Burnout may occur when stress coping skills are not adequate.15 Burnout is a result of continued involvement in work situations that are emotionally demanding eventually leading to a state of physical, emotional, and mental exhaustion.16
The elemental quality and the most palpable manifestation of burnout is exhaustion. In order to cope with exhaustion and overload, an exhausted employee then takes action to distance himself or herself from the job both emotionally and cognitively. Feelings of exhaustion or job detachment, in turn, lead to a feeling of inefficacy. When working with those to which one is indifferent, a feeling of detachment and difficulty gaining a sense of accomplishment exists.17 If not addressed, burnout can have negative implications for health care workers and their patients.18
In 2002, Akroyd et al. conducted a study on patterns of burnout among radiographers in the United States. When compared with national norms, the study found that radiographers exhibit high levels of the initial stage of burnout.18 The 2002 study also researched the predicators of burnout among radiographers. Regardless of the stage of burnout, reassurance of worth, leadership, and workload had a significant effect on the study’s results. These findings signify how important it is to radiographers to be recognized as valuable members of the work team.18
After reviewing the comparative literature and research studies, the importance of effective interprofessional communication to health care in general, and the profession of radiologic technology in particular, is obvious. This study is delimited to six hospitals in Northeast Tennessee. Results are not transferrable to other geographic locations.

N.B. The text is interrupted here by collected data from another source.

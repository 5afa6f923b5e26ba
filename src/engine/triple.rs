//! The `(a, b, count)` record every strategy emits.

use core::fmt;

use serde::{Deserialize, Serialize};

use crate::graph::Vertex;

/// One edge of the common-neighbor graph: `a < b` share `count > 0` neighbors.
///
/// Ordering is lexicographic on `(a, b, count)`, so sorting a result stream
/// gives the canonical row-major order.
#[repr(C)]
#[derive(Clone, Copy, Debug, PartialEq, Eq, PartialOrd, Ord, Hash, Serialize, Deserialize)]
pub struct ResultTriple {
    /// Smaller endpoint.
    pub a: Vertex,
    /// Larger endpoint.
    pub b: Vertex,
    /// Number of shared neighbors.
    pub count: u32,
}

impl ResultTriple {
    /// Creates a triple.
    #[inline]
    pub const fn new(a: Vertex, b: Vertex, count: u32) -> Self {
        debug_assert!(a < b);
        Self { a, b, count }
    }
}

/// Formats as the output line body `a b count`.
impl fmt::Display for ResultTriple {
    fn fmt(&self, f: &mut fmt::Formatter<'_>) -> fmt::Result {
        write!(f, "{} {} {}", self.a, self.b, self.count)
    }
}
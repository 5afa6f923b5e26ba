//! Per-worker and per-phase wall-clock samples.

use std::time::{Duration, Instant};

use serde::{Deserialize, Serialize};

/// What one worker did during the compute phase.
#[derive(Clone, Debug, Default, PartialEq, Serialize, Deserialize)]
pub struct WorkerSample {
    /// Worker index in `[0, workers)`.
    pub worker: usize,
    /// Rows this worker enumerated.
    pub rows: usize,
    /// Triples this worker produced.
    pub triples: usize,
    /// Wall-clock time of the compute loop, excluding buffer setup and flush.
    #[serde(with = "seconds")]
    pub elapsed: Duration,
}

/// Timing for a whole run.
///
/// The parallel phase is gated by its slowest worker, so its latency is the
/// maximum per-worker time, not the sum.
#[derive(Clone, Debug, Default, PartialEq, Serialize, Deserialize)]
pub struct PhaseTimings {
    /// One sample per worker, in worker-index order.
    pub workers: Vec<WorkerSample>,
    /// Time spent in strictly sequential collection.
    ///
    /// Under the dynamic strategy this is the post-join drain. Under static
    /// round-robin it is the total time workers spent inside the output lock.
    #[serde(with = "seconds")]
    pub sequential: Duration,
}

impl PhaseTimings {
    /// Per-worker compute durations, in worker-index order.
    pub fn per_worker(&self) -> Vec<Duration> {
        self.workers.iter().map(|w| w.elapsed).collect()
    }

    /// Slowest worker's compute time.
    pub fn parallel_phase(&self) -> Duration {
        self.workers
            .iter()
            .map(|w| w.elapsed)
            .max()
            .unwrap_or_default()
    }

    /// Sum of every worker's compute time: the CPU time the parallel phase
    /// consumed, as opposed to its latency.
    pub fn worker_time_sum(&self) -> Duration {
        self.workers.iter().map(|w| w.elapsed).sum()
    }

    /// Parallel latency plus sequential collection.
    pub fn total(&self) -> Duration {
        self.parallel_phase() + self.sequential
    }

    /// Total rows across workers.
    pub fn rows(&self) -> usize {
        self.workers.iter().map(|w| w.rows).sum()
    }

    /// Total triples across workers.
    pub fn triples(&self) -> usize {
        self.workers.iter().map(|w| w.triples).sum()
    }
}

/// Started at construction, read once.
pub(crate) struct Stopwatch(Instant);

impl Stopwatch {
    #[inline]
    pub(crate) fn start() -> Self {
        Self(Instant::now())
    }

    #[inline]
    pub(crate) fn elapsed(&self) -> Duration {
        self.0.elapsed()
    }
}

/// Serializes a `Duration` as fractional seconds.
mod seconds {
    use std::time::Duration;

    use serde::{Deserialize, Deserializer, Serializer};

    pub(super) fn serialize<S: Serializer>(d: &Duration, s: S) -> Result<S::Ok, S::Error> {
        s.serialize_f64(d.as_secs_f64())
    }

    pub(super) fn deserialize<'de, D: Deserializer<'de>>(d: D) -> Result<Duration, D::Error> {
        let secs = f64::deserialize(d)?;
        Duration::try_from_secs_f64(secs).map_err(serde::de::Error::custom)
    }
}

#[cfg(test)]
mod tests {
    use super::*;

    fn sample(worker: usize, ms: u64) -> WorkerSample {
        WorkerSample {
            worker,
            rows: worker + 1,
            triples: 2 * worker,
            elapsed: Duration::from_millis(ms),
        }
    }

    #[test]
    fn parallel_phase_is_slowest_worker() {
        let t = PhaseTimings {
            workers: vec![sample(0, 30), sample(1, 70), sample(2, 10)],
            sequential: Duration::from_millis(5),
        };
        assert_eq!(t.parallel_phase(), Duration::from_millis(70));
        assert_eq!(t.total(), Duration::from_millis(75));
        assert_eq!(t.worker_time_sum(), Duration::from_millis(110));
        assert_eq!(t.rows(), 6);
        assert_eq!(t.triples(), 6);
        assert_eq!(
            t.per_worker(),
            vec![
                Duration::from_millis(30),
                Duration::from_millis(70),
                Duration::from_millis(10)
            ]
        );
    }

    #[test]
    fn empty_timings_are_zero() {
        let t = PhaseTimings::default();
        assert_eq!(t.parallel_phase(), Duration::ZERO);
        assert_eq!(t.total(), Duration::ZERO);
        assert_eq!(t.worker_time_sum(), Duration::ZERO);
    }

    #[test]
    fn json_uses_fractional_seconds() {
        let t = PhaseTimings {
            workers: vec![sample(0, 1500)],
            sequential: Duration::from_millis(250),
        };
        let json = serde_json::to_value(&t).unwrap();
        assert_eq!(json["workers"][0]["elapsed"], 1.5);
        assert_eq!(json["sequential"], 0.25);

        let back: PhaseTimings = serde_json::from_value(json).unwrap();
        assert_eq!(back, t);
    }
}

The following assumptions were made:
Poor interprofessional communication existed within the six hospitals surveyed.
Participants were experienced registered radiologic technologists.
Participants were honest and based responses on overall experience throughout their careers and not a single incident.
The purpose of this study was to identify the perceptions of radiologic technologists regarding interprofessional communication. This study also determined which barriers to interprofessional communication radiologic technologists perceived as the most influential. Lastly, this study determined what, if any, difference existed between these perceptions based upon demographic data. A quantitative study using a survey research design facilitated by a locally developed questionnaire was selected as the basic methodology. The study was approved by the East Tennessee State University Institutional Review Board for the Protection of Human Subjects. Additionally, approval from participating hospitals was granted.
A survey research design was used in order to provide data regarding Registered Radiologic Technologists’ perceptions of interprofessional communication at a specific point in time that could be analyzed quantitatively. This design allowed for participant anonymity and confidentiality. The survey questionnaire included questions addressing interprofessional communication and the barriers to effective interprofessional communication experienced by radiographers. Demographic data was collected so that differences among demographic groups could be evaluated.
The population for this study consisted of registered radiologic technologists currently employed at hospitals located in three counties in the Northeastern region of Tennessee. Radiographers working in both rural and urban facilities ranging in size from less than 100 beds to over 500 beds were included. A cross-sectional research design included a cluster sample of respondents.
Data were collected by personally delivering the questionnaires to the hospitals. Respondents were asked to seal their responses in provided envelopes and then return the sealed envelope to the principal investigator via on-site radiography professionals. Each respondent was presented with a letter detailing the same instructions and tasks, reducing the possibility of researcher introduced bias.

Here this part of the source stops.